The two-part ITV drama Code of a Killer, being screened on 6 and 13 April, tells the story of how Professor Sir Alec Jeffreys’ DNA fingerprinting technique came to be used for the first time in a criminal court case.
Solicitor Sheona York, who was appointed to the University’s Kent Law Clinic in 2012, was working on an immigration case in 1985 when she contacted Sir Alec to request his help with the use of his then new DNA technique.
Sheona York, who had read about the DNA fingerprinting development in a newspaper article, successfully employed Sir Alec’s technique in the immigration case – thus establishing its use as legally unassailable.

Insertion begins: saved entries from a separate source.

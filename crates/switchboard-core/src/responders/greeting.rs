//! Greeting responder: plain text answers, with an optional research path

use async_trait::async_trait;
use std::sync::Arc;
use tracing::{debug, info, warn};

use crate::endpoint::AgentEndpoint;
use crate::envelope::Envelope;
use crate::error::{DispatchError, Result};
use crate::providers::{Generator, ResponseKind};
use crate::research::{
    DEFAULT_INITIAL_SEARCH_QUERY_COUNT, DEFAULT_MAX_RESEARCH_LOOPS, ResearchPipeline,
    extract_answer, is_research_query,
};
use crate::routing::GREETING_AGENT;

/// Text specialist. Research is only attempted when a pipeline was supplied.
pub struct GreetingResponder {
    generator: Arc<dyn Generator>,
    research: Option<Arc<dyn ResearchPipeline>>,
    max_research_loops: u32,
    initial_search_query_count: u32,
}

impl GreetingResponder {
    pub fn new(generator: Arc<dyn Generator>) -> Self {
        Self {
            generator,
            research: None,
            max_research_loops: DEFAULT_MAX_RESEARCH_LOOPS,
            initial_search_query_count: DEFAULT_INITIAL_SEARCH_QUERY_COUNT,
        }
    }

    pub fn with_research(mut self, pipeline: Arc<dyn ResearchPipeline>) -> Self {
        self.research = Some(pipeline);
        self
    }

    pub fn with_research_limits(mut self, max_loops: u32, initial_search_count: u32) -> Self {
        self.max_research_loops = max_loops;
        self.initial_search_query_count = initial_search_count;
        self
    }

    pub fn research_enabled(&self) -> bool {
        self.research.is_some()
    }

    async fn simple(&self, prompt: &str) -> String {
        match self.generate_text(prompt).await {
            Ok(text) => text,
            Err(e) => {
                warn!("GreetingResponder: generation failed: {}", e);
                format!("Error generating response: {}", e)
            }
        }
    }

    /// A reply without any text is unusable
    async fn generate_text(&self, prompt: &str) -> Result<String> {
        let generated = self.generator.generate(prompt, ResponseKind::Text).await?;
        let text = generated.joined_text();
        if text.trim().is_empty() {
            return Err(DispatchError::GenerationFailure(
                "model returned no text".to_string(),
            ));
        }
        Ok(text)
    }

    async fn researched(&self, pipeline: &dyn ResearchPipeline, query: &str) -> Result<String> {
        let outcome = pipeline
            .invoke(
                query,
                self.max_research_loops,
                self.initial_search_query_count,
            )
            .await?;
        debug!(
            "GreetingResponder: research produced {} messages",
            outcome.messages.len()
        );
        Ok(extract_answer(&outcome, query))
    }
}

#[async_trait]
impl AgentEndpoint for GreetingResponder {
    fn name(&self) -> &str {
        GREETING_AGENT
    }

    fn description(&self) -> &str {
        "Answers questions, writes text, and researches current events"
    }

    async fn handle(&self, envelope: Envelope) -> Result<Envelope> {
        let prompt = envelope.text();
        info!("GreetingResponder: received prompt ({} chars)", prompt.len());

        if let Some(pipeline) = &self.research {
            if is_research_query(prompt) {
                match self.researched(pipeline.as_ref(), prompt).await {
                    Ok(answer) => return Ok(Envelope::agent_text(answer)),
                    Err(e) => warn!(
                        "GreetingResponder: research failed, falling back to simple path: {}",
                        e
                    ),
                }
            }
        }

        Ok(Envelope::agent_text(self.simple(prompt).await))
    }
}

#[cfg(test)]
mod tests {
    use super::*;
    use crate::envelope::{Content, Role};
    use crate::providers::Generated;
    use crate::research::{ResearchMessage, ResearchOutcome};
    use std::sync::Mutex;
    use std::sync::atomic::{AtomicUsize, Ordering};

    struct EchoGenerator;

    #[async_trait]
    impl Generator for EchoGenerator {
        fn provider_name(&self) -> &str {
            "echo"
        }
        fn model(&self) -> &str {
            "echo-model"
        }
        async fn generate(&self, prompt: &str, _kind: ResponseKind) -> Result<Generated> {
            Ok(Generated::text(format!("simple: {}", prompt)))
        }
    }

    struct DownGenerator;

    #[async_trait]
    impl Generator for DownGenerator {
        fn provider_name(&self) -> &str {
            "down"
        }
        fn model(&self) -> &str {
            "down-model"
        }
        async fn generate(&self, _prompt: &str, _kind: ResponseKind) -> Result<Generated> {
            Err(DispatchError::GenerationFailure("HTTP 503".into()))
        }
    }

    struct FixedText(&'static str);

    #[async_trait]
    impl Generator for FixedText {
        fn provider_name(&self) -> &str {
            "fixed"
        }
        fn model(&self) -> &str {
            "fixed-model"
        }
        async fn generate(&self, _prompt: &str, _kind: ResponseKind) -> Result<Generated> {
            Ok(Generated::text(self.0))
        }
    }

    struct SilentGenerator;

    #[async_trait]
    impl Generator for SilentGenerator {
        fn provider_name(&self) -> &str {
            "silent"
        }
        fn model(&self) -> &str {
            "silent-model"
        }
        async fn generate(&self, _prompt: &str, _kind: ResponseKind) -> Result<Generated> {
            Ok(Generated::default())
        }
    }

    /// Pipeline returning fixed messages and recording its arguments
    struct CannedPipeline {
        messages: Vec<ResearchMessage>,
        calls: Mutex<Vec<(String, u32, u32)>>,
    }

    impl CannedPipeline {
        fn new(messages: Vec<ResearchMessage>) -> Arc<Self> {
            Arc::new(Self {
                messages,
                calls: Mutex::new(Vec::new()),
            })
        }
    }

    #[async_trait]
    impl ResearchPipeline for CannedPipeline {
        async fn invoke(
            &self,
            query: &str,
            max_loops: u32,
            initial_search_count: u32,
        ) -> Result<ResearchOutcome> {
            self.calls
                .lock()
                .unwrap()
                .push((query.to_string(), max_loops, initial_search_count));
            Ok(ResearchOutcome {
                messages: self.messages.clone(),
            })
        }
    }

    struct FailingPipeline(AtomicUsize);

    #[async_trait]
    impl ResearchPipeline for FailingPipeline {
        async fn invoke(&self, _query: &str, _max: u32, _initial: u32) -> Result<ResearchOutcome> {
            self.0.fetch_add(1, Ordering::SeqCst);
            Err(DispatchError::GenerationFailure("search backend down".into()))
        }
    }

    #[tokio::test]
    async fn test_simple_path() {
        let responder = GreetingResponder::new(Arc::new(EchoGenerator));
        let reply = responder
            .handle(Envelope::user_text("Write a short welcome message"))
            .await
            .unwrap();
        assert_eq!(reply.role(), Role::Agent);
        assert!(matches!(reply.content(), Content::Text(_)));
        assert_eq!(reply.text(), "simple: Write a short welcome message");
    }

    #[tokio::test]
    async fn test_simple_path_generator_failure() {
        let responder = GreetingResponder::new(Arc::new(DownGenerator));
        let reply = responder.handle(Envelope::user_text("hello")).await.unwrap();
        assert!(reply.text().starts_with("Error generating response: "));
        assert!(reply.text().contains("HTTP 503"));
    }

    #[tokio::test]
    async fn test_empty_model_reply_is_an_error() {
        let responder = GreetingResponder::new(Arc::new(SilentGenerator));
        let reply = responder
            .handle(Envelope::user_text("Write a poem"))
            .await
            .unwrap();
        assert!(reply.text().starts_with("Error generating response: "));
        assert!(reply.text().contains("no text"));

        let whitespace = GreetingResponder::new(Arc::new(FixedText("  \n")));
        let reply = whitespace.handle(Envelope::user_text("hi")).await.unwrap();
        assert!(reply.text().starts_with("Error generating response: "));
    }

    #[tokio::test]
    async fn test_research_answer_is_last_message() {
        let pipeline = CannedPipeline::new(vec![
            ResearchMessage::user("Who won the last World Cup?"),
            ResearchMessage::agent("Argentina won the 2022 FIFA World Cup."),
        ]);
        let responder = GreetingResponder::new(Arc::new(EchoGenerator))
            .with_research(pipeline.clone())
            .with_research_limits(3, 4);

        let reply = responder
            .handle(Envelope::user_text("Who won the last World Cup?"))
            .await
            .unwrap();
        assert_eq!(reply.text(), "Argentina won the 2022 FIFA World Cup.");
        assert_eq!(
            pipeline.calls.lock().unwrap().as_slice(),
            &[("Who won the last World Cup?".to_string(), 3, 4)]
        );
    }

    #[tokio::test]
    async fn test_research_without_answer_uses_placeholder() {
        let pipeline = CannedPipeline::new(vec![ResearchMessage::user("latest news")]);
        let responder = GreetingResponder::new(Arc::new(EchoGenerator)).with_research(pipeline);
        let reply = responder.handle(Envelope::user_text("latest news")).await.unwrap();
        assert_eq!(
            reply.text(),
            "Research completed but produced no answer for: 'latest news'"
        );
    }

    #[tokio::test]
    async fn test_research_failure_falls_back_to_simple_path() {
        let pipeline = Arc::new(FailingPipeline(AtomicUsize::new(0)));
        let responder =
            GreetingResponder::new(Arc::new(EchoGenerator)).with_research(pipeline.clone());
        let reply = responder
            .handle(Envelope::user_text("Compare Rust and Go"))
            .await
            .unwrap();
        assert_eq!(reply.text(), "simple: Compare Rust and Go");
        assert_eq!(pipeline.0.load(Ordering::SeqCst), 1);
    }

    #[tokio::test]
    async fn test_non_research_query_skips_pipeline() {
        let pipeline = CannedPipeline::new(vec![]);
        let responder =
            GreetingResponder::new(Arc::new(EchoGenerator)).with_research(pipeline.clone());
        let reply = responder.handle(Envelope::user_text("Say hello")).await.unwrap();
        assert_eq!(reply.text(), "simple: Say hello");
        assert!(pipeline.calls.lock().unwrap().is_empty());
    }

    #[tokio::test]
    async fn test_research_disabled_uses_simple_path() {
        let responder = GreetingResponder::new(Arc::new(EchoGenerator));
        assert!(!responder.research_enabled());
        let reply = responder
            .handle(Envelope::user_text("Who won the last World Cup?"))
            .await
            .unwrap();
        assert_eq!(reply.text(), "simple: Who won the last World Cup?");
    }
}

Sir Alec, who was working as a scientist at the University of Leicester at the time, subsequently assisted the police in a murder case that became famous for the first use of the technique in a criminal trial.
Sheona York, who was invited to view the drama at a special preview screening, is portrayed in one crucial scene talking to Sir Alec as they both discuss what they call ‘the Home Office culture of disbelief’ over the use of DNA fingerprinting.
Sheona York is a specialist in immigration and asylum cases at Kent Law Clinic, where she is also involved in teaching, research and policy work. Together with Clinic research assistant Richard Warren, she published the research report How children become failed asylum-seekers in May 2014, which sought to improve outcomes for children seeking asylum in the UK.